Thursday, 14 February 2013

Potassium - next in the list of components involved in a possible 'electrolyte crisis'


Health Warning: Please do not start taking Potassium unless you have permission from your physician.  This is a powerful nutritional supplement that can interfere with heart medication, among other things, and should be administered with caution!


Why I'm now taking Potassium

If you recall, when I began my research into the possible causes of migraine, I learned from general searching on YouTube (paraphrased, as exact reference has been mislaid) that migraine could have its origins in what is referred to as 'an electrolyte crisis', that starts elsewhere in the body, possibly the kidneys or liver'.  

Since finding this out, I've come across other references to migraine being described as 'an electrical storm' or 'nerve storm', with frequent comparison to Epilepsy.

Its also worth mentioning at this point, that as far as can tell, you can be Epileptic and suffer from migraine, but migraine does not eventually turn into Epilepsy.

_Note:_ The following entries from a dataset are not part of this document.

//! `agg-hash`: a single MD5 digest summarizing an entire tile set,
//! independent of which MBTiles schema (or directory layout) stores it.
//! Two databases with identical tiles hash identically even if one
//! dedups content and the other doesn't.

use crate::source::TileSource;
use anyhow::Result;
use md5::{Digest, Md5};
use std::path::Path;
use utiles_core::LngLatBbox;

/// The result of an `agg-hash` run.
#[derive(Debug, Clone)]
pub struct AggHash {
	pub hash: String,
	pub ntiles: usize,
}

/// Hash every tile in `path`, optionally restricted to `bbox`, by
/// concatenating each tile's own content hash in canonical `(z, y, x)`
/// order and hashing the concatenation.
pub fn agg_hash(path: &Path, bbox: Option<LngLatBbox>) -> Result<AggHash> {
	let source = TileSource::open(path)?;
	let mut tiles = source.all_tiles()?;
	if let Some(bbox) = bbox {
		tiles.retain(|(t, _)| {
			let tb = t.bounds();
			tb.west < bbox.east && tb.east > bbox.west && tb.south < bbox.north && tb.north > bbox.south
		});
	}
	tiles.sort_by(|a, b| a.0.cmp(&b.0));

	let mut hasher = Md5::new();
	for (tile, data) in &tiles {
		hasher.update(tile.z.to_le_bytes());
		hasher.update(tile.x.to_le_bytes());
		hasher.update(tile.y.to_le_bytes());
		hasher.update(hex_md5(data).as_bytes());
	}

	Ok(AggHash {
		hash: hex_encode(&hasher.finalize()),
		ntiles: tiles.len(),
	})
}

fn hex_md5(data: &[u8]) -> String {
	let mut hasher = Md5::new();
	hasher.update(data);
	hex_encode(&hasher.finalize())
}

fn hex_encode(bytes: &[u8]) -> String {
	use std::fmt::Write;
	let mut s = String::with_capacity(bytes.len() * 2);
	for b in bytes {
		write!(s, "{b:02x}").unwrap();
	}
	s
}

#[cfg(test)]
mod tests {
	use super::*;
	use crate::mbtiles::{ConflictPolicy, MbtilesWriter};
	use crate::schema::DbType;
	use assert_fs::NamedTempFile;
	use utiles_core::Tile;

	#[test]
	fn identical_tiles_hash_identically_across_schemas() {
		let flat_file = NamedTempFile::new("flat.mbtiles").unwrap();
		let mut flat = MbtilesWriter::create(&flat_file, DbType::Flat, None).unwrap();
		flat.insert_tile(Tile::new(0, 0, 1).unwrap(), b"tile-a", ConflictPolicy::Throw).unwrap();
		flat.insert_tile(Tile::new(1, 0, 1).unwrap(), b"tile-b", ConflictPolicy::Throw).unwrap();
		drop(flat);

		let hash_file = NamedTempFile::new("hash.mbtiles").unwrap();
		let mut hashed = MbtilesWriter::create(&hash_file, DbType::Hash, None).unwrap();
		hashed.insert_tile(Tile::new(0, 0, 1).unwrap(), b"tile-a", ConflictPolicy::Throw).unwrap();
		hashed.insert_tile(Tile::new(1, 0, 1).unwrap(), b"tile-b", ConflictPolicy::Throw).unwrap();
		drop(hashed);

		let a = agg_hash(&flat_file, None).unwrap();
		let b = agg_hash(&hash_file, None).unwrap();
		assert_eq!(a.hash, b.hash);
		assert_eq!(a.ntiles, 2);
		// Pinned against the `(z, x, y, hex_md5(data))`-concatenation
		// algorithm above for this exact two-tile fixture, so a change to the
		// digest construction (byte order, case, field order) shows up as a
		// test failure rather than silently drifting.
		assert_eq!(a.hash, "361a5f47af2b536fd8f8494924ccdb91");
	}
}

So with this idea of 'electrical storm' aka electrolyte crisis in mind, I decided to look at each of the components involved in the Electrolysis process listed here, with thanks to Wikipedia:


In physiology, the primary ions of electrolytes are sodium (Na+), potassium (K+), calcium (Ca2+), magnesium (Mg2+), chloride (Cl), hydrogen phosphate (HPO42−), and hydrogen carbonate (HCO3). The electric charge symbols of plus (+) and minus (−) indicate that the substance is ionic in nature and has an imbalanced distribution of electrons, the result of chemical dissociation. Sodium is the main electrolyte found in extracellular fluid and is involved in fluid balance and blood 
pressure control.


After reading that entry, I decided to read some more on the subject and downloaded another neat Kindle e-book, this time by Rudy Silva, a Nutritional Practitioner called:



I found this book to be very informative and highlighted lots of passages as I went through it.
  
Here are some cogent quotations (with permission from the author) that I think are particularly pertinent to my research:


The references to Iodine, liver function and headaches are particularly germane.  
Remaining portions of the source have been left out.